SIRPαがん免疫療法「BI 770371」の臨床開発を進展 ベーリンガーインゲルハイム

 ベーリンガーインゲルハイムは18日、バイオテクノロジー企業のOSEとファーストインクラスの可能性を有するSIRPαがん免疫療法「BI 770371」を臨床開発の次段階に進めると発表した。
 プログラムの一環として、ベーリンガーインゲルハイムは、改良された次世代の抗SIRPα抗体を用いて、P1b試験に開発を進める予定である。
 がん免疫療法で持続的寛解を達成できるのは、すべてのがん症例のわずか15~20%である。ベーリンガーインゲルハイムは、この割合を大幅に高めるべく取り組んでいる。がん免疫研究を通じ、がん細胞に対して免疫系を活性化させるためのさまざまな補完的アプローチを開発している。
 SIRPα免疫チェックポイントの阻害は、こうしたアプローチの1 つで、SIRPαは、がん細胞を認識、貪食、破壊するマクロファージに発現する受容体である。この受容体が結合パートナーである分化抗原群 47(CD47)に結合すると、免疫活性が抑制される。
 そのため、多くのがん細胞が表面に CD47 を発現させ、免疫系による検出と破壊を逃れようとする。SIRPαを阻害することで、マクロファージが免疫活性を高め、がん細胞を破壊できる。
 このプログラムの進展により、ベーリンガーインゲルハイムは、包括的ながん免疫パイプラインを強化し、次世代のがん治療を加速させ、患者の高いアンメットニーズに対応する。ベーリンガーインゲルハイムは、単独でこのプログラムの今後のすべての開発および将来的な販売を担う。。
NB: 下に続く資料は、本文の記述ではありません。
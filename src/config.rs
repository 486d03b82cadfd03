//! Runtime configuration from the environment and command line.
//!
//! Environment variables give defaults, flags override them:
//!
//! | Variable | Flag | Meaning |
//! |----------|------|---------|
//! | `SLIDE_MODE` | `--mode` | `normal` or `hard` |
//! | `SLIDE_SEED` | `--seed` | explicit puzzle seed |
//! | - | `--date` | `YYYY-MM-DD` daily puzzle |
//! | `SLIDE_LOG_PATH` | `--log` | JSON-lines event log file |

use anyhow::{anyhow, Result};

use crate::core::PuzzleDate;
use crate::types::Mode;

pub const USAGE: &str = "\
usage: tui-slide [play|print] [--mode normal|hard] [--seed N] [--date YYYY-MM-DD] [--log PATH]

  play    play the puzzle in the terminal (default)
  print   print the generated puzzle as JSON and exit";

#[derive(Debug, Clone, Copy, PartialEq, Eq, Default)]
pub enum Command {
    #[default]
    Play,
    Print,
    Help,
}

#[derive(Debug, Clone, PartialEq, Eq, Default)]
pub struct AppConfig {
    pub command: Command,
    pub mode: Mode,
    pub seed: Option<u32>,
    pub date: Option<PuzzleDate>,
    pub log_path: Option<String>,
}

impl AppConfig {
    /// Defaults from the process environment, then `args` (without argv[0]).
    pub fn load(args: &[String]) -> Result<Self> {
        Self::from_env_with(|k| std::env::var(k).ok()).with_args(args)
    }

    /// Environment defaults. Unparseable values are ignored.
    pub fn from_env_with(get: impl Fn(&str) -> Option<String>) -> Self {
        let mode = get("SLIDE_MODE")
            .and_then(|s| Mode::from_str(&s))
            .unwrap_or_default();
        let seed = get("SLIDE_SEED").and_then(|s| s.trim().parse::<u32>().ok());
        let log_path = get("SLIDE_LOG_PATH")
            .map(|s| s.trim().to_string())
            .and_then(|s| if s.is_empty() { None } else { Some(s) });

        Self {
            command: Command::Play,
            mode,
            seed,
            date: None,
            log_path,
        }
    }

    /// Apply command-line arguments on top of `self`.
    pub fn with_args(mut self, args: &[String]) -> Result<Self> {
        let mut i = 0usize;
        if let Some(first) = args.first() {
            match first.as_str() {
                "play" => i = 1,
                "print" => {
                    self.command = Command::Print;
                    i = 1;
                }
                _ => {}
            }
        }

        while i < args.len() {
            match args[i].as_str() {
                "-h" | "--help" => {
                    self.command = Command::Help;
                }
                "--mode" => {
                    let v = flag_value(args, &mut i, "--mode")?;
                    self.mode =
                        Mode::from_str(v).ok_or_else(|| anyhow!("unknown mode: {}", v))?;
                }
                "--seed" => {
                    let v = flag_value(args, &mut i, "--seed")?;
                    let seed = v
                        .parse::<u32>()
                        .map_err(|_| anyhow!("invalid --seed value: {}", v))?;
                    self.seed = Some(seed);
                }
                "--date" => {
                    let v = flag_value(args, &mut i, "--date")?;
                    let date = PuzzleDate::parse(v)
                        .ok_or_else(|| anyhow!("invalid --date value (want YYYY-MM-DD): {}", v))?;
                    self.date = Some(date);
                }
                "--log" => {
                    let v = flag_value(args, &mut i, "--log")?;
                    self.log_path = Some(v.to_string());
                }
                other => {
                    return Err(anyhow!("unknown argument: {}", other));
                }
            }
            i += 1;
        }

        Ok(self)
    }
}

fn flag_value<'a>(args: &'a [String], i: &mut usize, flag: &str) -> Result<&'a str> {
    *i += 1;
    args.get(*i)
        .map(String::as_str)
        .ok_or_else(|| anyhow!("missing value for {}", flag))
}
◆Vittoria Zinzallaベーリンガーインゲルハイムのトランスレーショナル研究・臨床薬理グローバル責任者のコメント
 OSEによって開始された SIRPαプログラムの進展に大いに期待している。初期の臨床試験から得られた良好なデータと改良した抗体への切り替えにより、ファーストインクラスのがん治療薬パイプラインを加速、拡充させ、がん患者さんの生活を変革するという目的を達成したいと考えている。

◆Nicolas Poirier OSE Immunotherapeutics CEOのコメント
 今回、SIRPαプロジェクトが心腎代謝疾患に拡大された上に、がん免疫の臨床開発段階に進んだことを非常に嬉しく思う。これにより、選択的SIRPα療法をより多くの患者さんに届けるという目的の達成に一歩近づいた。